== Task goal ==
Your job is to return every line in the data holding the string "media".

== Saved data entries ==
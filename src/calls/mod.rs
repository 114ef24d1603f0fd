//! Call signaling for Peerline.
//!
//! This module drives a peer-to-peer call from a "start call" intent on one
//! side and a "call received" notification on the other, through an
//! intermediary signaling store, to a direct media session between the peers.
//!
//! # Architecture
//!
//! - [`CallRecord`] & [`CallStatus`]: the shared document coordinating one
//!   call attempt, with a validated schema
//! - [`CallState`] & [`CallPhase`]: the local reactive snapshot the UI reads
//! - [`PeerSession`]: wrapper around one peer connection, reporting
//!   [`SessionEvent`]s
//! - [`CallController`]: orchestrates media, session, store and state;
//!   exposes the imperative command surface
//! - Incoming-call listener: standing subscription surfacing new calls
//!   addressed to the local user, owned by the controller
//!
//! # Lifecycle
//!
//! `Idle → Ringing → Connected → {Declined | Ended | Missed | Busy}`. The
//! record broadcasts `Ringing` while awaiting an answer; every exit path
//! (decline, hangup, ring timeout, transport loss, remote termination,
//! teardown) converges on one idempotent cleanup routine.

pub mod controller;
pub mod error;
mod listener;
pub mod record;
pub mod session;
pub mod state;


pub use controller::{CallConfig, CallController, CallEvents, DEFAULT_STUN_SERVERS};
pub use error::CallError;
pub use record::{
    CallRecord, CallStatus, CandidateSide, IceCandidateRecord, RecordError, SdpKind,
    SessionDescription,
};
pub use session::{ConnectionState, PeerSession, SessionEvent, SessionRole};
pub use state::{CallPhase, CallState};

== Exercise result ==
//! intermediary signaling store, to a direct media session between the peers.
//! - [`CallController`]: orchestrates media, session, store and state;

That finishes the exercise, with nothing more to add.